Cette réforme a introduit de nouveaux concepts dans la gestion des exploitations agricoles : paiement unique découplé des aides, la modulation et la conditionnalité. Toutes ces nouvelles dispositions sont entrées en vigueur sur le territoire de la Région wallonne le 1er janvier 2005.
A l’heure du bilan européen de la PAC, il semble intéressant de prendre connaissance du bilan de la Région wallonne sur cette nouvelle politique.
Voici près de trois ans que toutes ces dispositions sont appliquées, quel bilan Monsieur le Ministre peut-il en tirer au niveau wallon ?
Au niveau européen, on constate une tendance à vouloir octroyer plus de crédits à la politique de développement rural. Toutefois, l’équilibre entre le 1er et le 2ème pilier ne devrait-il pas rester au centre des préoccupations ?

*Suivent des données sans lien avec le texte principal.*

//! D-Bus type signatures: validation, splitting into top-level complete
//! types, and per-type alignment.

mod stack;

use self::validation::validate;
mod validation;

pub use self::signature::{Signature, Split};
mod signature;

pub use self::signature_buf::SignatureBuf;
mod signature_buf;

pub use self::signature_error::SignatureError;
use self::signature_error::SignatureErrorKind;
mod signature_error;

#[cfg(test)]
mod tests;

/// The maximum length of a signature, in bytes.
pub(crate) const MAX_SIGNATURE: usize = 255;

/// The maximum individual container depth (arrays and structs tracked
/// separately).
pub(crate) const MAX_CONTAINER_DEPTH: usize = 32;

/// The maximum total depth across all container kinds.
pub(crate) const MAX_DEPTH: usize = MAX_CONTAINER_DEPTH * 2;
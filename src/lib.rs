//! An incremental D-Bus wire-format codec.
//!
//! This crate decodes an unbounded byte stream, arriving in arbitrarily
//! sized chunks off a transport such as a Unix domain socket, into a
//! sequence of fully parsed [`DBusMessage`]s — and provides the matching
//! encoder so the two can be round-tripped and tested against each other.
//!
//! The socket transport itself, a high-level client that routes replies to
//! callers and dispatches signals, object-proxy conveniences,
//! introspection XML, and bus-address/credential resolution are all
//! external collaborators and out of scope here; see [`StreamDriver`] for
//! where a transport hands this crate its bytes.

#[doc(inline)]
pub use self::error::{Error, Result};
mod error;

#[doc(inline)]
pub use self::protocol::{Endianness, Flags};
pub mod protocol;

mod frame;

#[doc(inline)]
pub use self::buf::{ByteBuffer, Mark};
mod buf;

pub mod signature;

pub mod object_path;

#[doc(inline)]
pub use self::value::{DBusValue, Variant};
mod value;

#[doc(inline)]
pub use self::message::{writer::encode_message, DBusMessage, MessageKind, MessageReader};
mod message;

pub mod sasl;

#[doc(inline)]
pub use self::driver::{DriverEvent, FeedError, StreamDriver};
mod driver;

#[cfg(test)]
mod tests;
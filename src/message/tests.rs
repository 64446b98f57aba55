use std::num::NonZeroU32;

use super::writer::encode_message;
use super::{DBusMessage, MessageKind, MessageReader};
use crate::buf::ByteBuffer;
use crate::object_path::OwnedObjectPath;
use crate::protocol::{Endianness, Flags};
use crate::signature::SignatureBuf;
use crate::value::{DBusValue, Variant};

fn hello_call() -> DBusMessage {
    DBusMessage {
        endianness: Endianness::LITTLE,
        kind: MessageKind::MethodCall {
            path: OwnedObjectPath::new("/org/freedesktop/DBus").unwrap(),
            member: "Hello".into(),
        },
        flags: Flags::EMPTY,
        serial: NonZeroU32::new(1).unwrap(),
        interface: Some("org.freedesktop.DBus".into()),
        destination: Some("org.freedesktop.DBus".into()),
        sender: None,
        unix_fds: None,
        signature: None,
        body: Vec::new(),
    }
}

#[test]
fn hello_call_round_trips() {
    let message = hello_call();
    let bytes = encode_message(&message);

    let mut buf = ByteBuffer::new();
    buf.append(&bytes);

    let decoded = MessageReader::try_read(&mut buf).unwrap().unwrap();
    assert_eq!(decoded, message);
    assert_eq!(buf.remaining(), 0);
}

#[test]
fn partial_header_asks_for_more_bytes_without_consuming_any() {
    let bytes = encode_message(&hello_call());

    let mut buf = ByteBuffer::new();
    buf.append(&bytes[..bytes.len() - 1]);

    let mark = buf.mark();
    let result = MessageReader::try_read(&mut buf).unwrap();
    assert!(result.is_none());
    assert_eq!(buf.position(), mark.offset());
}

#[test]
fn chunked_delivery_yields_exactly_one_message_on_the_final_byte() {
    let bytes = encode_message(&hello_call());

    let mut buf = ByteBuffer::new();
    for (i, byte) in bytes.iter().enumerate() {
        buf.append(std::slice::from_ref(byte));
        let result = MessageReader::try_read(&mut buf).unwrap();

        if i + 1 == bytes.len() {
            assert!(result.is_some(), "expected a message after the final byte");
        } else {
            assert!(result.is_none(), "expected no message before the final byte");
        }
    }
}

#[test]
fn malformed_protocol_version_is_a_fatal_error() {
    let mut bytes = encode_message(&hello_call());
    // Byte 3 is the protocol version, per the fixed 12-byte header layout.
    bytes[3] = 2;

    let mut buf = ByteBuffer::new();
    buf.append(&bytes);

    let err = MessageReader::try_read(&mut buf).unwrap_err();
    assert!(!err.is_need_more());
}

#[test]
fn oversized_body_length_is_rejected_without_waiting_for_the_bytes() {
    let mut bytes = encode_message(&hello_call());
    // Bytes 4..8 are the body length, per the fixed 12-byte header layout.
    // A claimed length past the maximum must fail fast rather than stall
    // forever waiting for bytes that will never arrive.
    bytes[4..8].copy_from_slice(&(u32::MAX).to_le_bytes());

    let mut buf = ByteBuffer::new();
    buf.append(&bytes);

    let err = MessageReader::try_read(&mut buf).unwrap_err();
    assert!(!err.is_need_more());
}

#[test]
fn method_call_missing_member_is_rejected() {
    // The encoder can't produce this shape (a `MethodCall` always carries a
    // `Member`), so the header field array is assembled by hand with only
    // `Path` present.
    use crate::value::write_value;

    let path = OwnedObjectPath::new("/org/freedesktop/DBus").unwrap();
    let header_sig = crate::signature::Signature::new(b"a(yv)").unwrap();
    let header_array = DBusValue::Array(vec![DBusValue::Struct(vec![
        DBusValue::Byte(1), // HeaderField::PATH
        DBusValue::Variant(Box::new(Variant {
            signature: SignatureBuf::new(b"o".to_vec()).unwrap(),
            value: DBusValue::ObjectPath(path),
        })),
    ])]);

    let mut bytes = Vec::new();
    bytes.push(Endianness::LITTLE.0);
    bytes.push(1); // MethodCall
    bytes.push(Flags::EMPTY.0);
    bytes.push(1); // protocol version
    bytes.extend_from_slice(&0u32.to_le_bytes()); // body length
    bytes.extend_from_slice(&1u32.to_le_bytes()); // serial

    write_value(&mut bytes, Endianness::LITTLE, 0, &header_array, header_sig);
    crate::value::align_out(&mut bytes, 0, 8);

    let mut buf = ByteBuffer::new();
    buf.append(&bytes);

    let err = MessageReader::try_read(&mut buf).unwrap_err();
    assert!(!err.is_need_more());
}

#[test]
fn signal_round_trips_with_dict_body() {
    let signature = SignatureBuf::new(b"a{sv}".to_vec()).unwrap();
    let body = vec![DBusValue::Dict(vec![(
        DBusValue::String("Owner".into()),
        DBusValue::Variant(Box::new(Variant {
            signature: SignatureBuf::new(b"s".to_vec()).unwrap(),
            value: DBusValue::String(":1.42".into()),
        })),
    )])];

    let message = DBusMessage {
        endianness: Endianness::BIG,
        kind: MessageKind::Signal {
            path: OwnedObjectPath::new("/org/freedesktop/DBus").unwrap(),
            interface: "org.freedesktop.DBus".into(),
            member: "NameOwnerChanged".into(),
        },
        flags: Flags::NO_REPLY_EXPECTED,
        serial: NonZeroU32::new(7).unwrap(),
        interface: None,
        destination: None,
        sender: Some("org.freedesktop.DBus".into()),
        unix_fds: None,
        signature: Some(signature),
        body,
    };

    let bytes = encode_message(&message);
    let mut buf = ByteBuffer::new();
    buf.append(&bytes);

    let decoded = MessageReader::try_read(&mut buf).unwrap().unwrap();
    assert_eq!(decoded, message);
}

#[test]
fn error_reply_round_trips() {
    let message = DBusMessage {
        endianness: Endianness::LITTLE,
        kind: MessageKind::Error {
            error_name: "org.freedesktop.DBus.Error.UnknownMethod".into(),
            reply_serial: NonZeroU32::new(3).unwrap(),
        },
        flags: Flags::EMPTY,
        serial: NonZeroU32::new(9).unwrap(),
        interface: None,
        destination: Some(":1.7".into()),
        sender: Some("org.freedesktop.DBus".into()),
        unix_fds: None,
        signature: Some(SignatureBuf::new(b"s".to_vec()).unwrap()),
        body: vec![DBusValue::String("no such method".into())],
    };

    let bytes = encode_message(&message);
    let mut buf = ByteBuffer::new();
    buf.append(&bytes);

    let decoded = MessageReader::try_read(&mut buf).unwrap().unwrap();
    assert_eq!(decoded, message);
}
use crate::protocol::Endianness;

/// A fixed-width value that can be read directly out of an aligned buffer
/// and byte-swapped in place to correct for the message's endianness.
///
/// Every basic D-Bus type except strings/signatures (which are variable
/// length) implements this.
pub(crate) trait Frame: Copy {
    /// Read this value's bytes out of `bytes` (which must be exactly
    /// `size_of::<Self>()` long) at the given endianness.
    fn from_bytes(bytes: &[u8], endianness: Endianness) -> Self;

    /// Write this value's bytes into `out` at the given endianness.
    fn write_bytes(self, endianness: Endianness, out: &mut Vec<u8>);
}

impl Frame for u8 {
    #[inline]
    fn from_bytes(bytes: &[u8], _: Endianness) -> Self {
        bytes[0]
    }

    #[inline]
    fn write_bytes(self, _: Endianness, out: &mut Vec<u8>) {
        out.push(self);
    }
}

macro_rules! impl_number {
    ($($ty:ty),* $(,)?) => {
        $(
            impl Frame for $ty {
                #[inline]
                fn from_bytes(bytes: &[u8], endianness: Endianness) -> Self {
                    let array = bytes.try_into().expect("incorrect width");

                    match endianness {
                        Endianness::LITTLE => <$ty>::from_le_bytes(array),
                        Endianness::BIG => <$ty>::from_be_bytes(array),
                        _ => unreachable!("endianness is always l or B"),
                    }
                }

                #[inline]
                fn write_bytes(self, endianness: Endianness, out: &mut Vec<u8>) {
                    match endianness {
                        Endianness::LITTLE => out.extend_from_slice(&self.to_le_bytes()),
                        Endianness::BIG => out.extend_from_slice(&self.to_be_bytes()),
                        _ => unreachable!("endianness is always l or B"),
                    }
                }
            }
        )*
    }
}

impl_number!(u16, u32, u64);
impl_number!(i16, i32, i64);

impl Frame for f64 {
    #[inline]
    fn from_bytes(bytes: &[u8], endianness: Endianness) -> Self {
        let bits = u64::from_bytes(bytes, endianness);
        f64::from_bits(bits)
    }

    #[inline]
    fn write_bytes(self, endianness: Endianness, out: &mut Vec<u8>) {
        self.to_bits().write_bytes(endianness, out);
    }
}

Quelle position Monsieur le Ministre va-t-il défendre auprès de la Commission concernant le plafonnement des aides directes ? Concernant celles-ci, le Commissaire Fischer Boel envisage-t-il toujours un mécanisme de dégressivité ? Les fonds ainsi économisés seraient alloués à la politique de développement rural. Si un tel projet est présenté, Monsieur le Ministre le soutiendra-t-il ?
Réponse du 29/11/2007
Il y a seulement trois ans que la dernière réforme de la PAC est entrée en vigueur. Il est prématuré d’évaluer son influence tant positive que négative sur l’agriculture wallonne. En effet, bien d’autres facteurs interviennent pour influencer la situation de l’agriculture wallonne.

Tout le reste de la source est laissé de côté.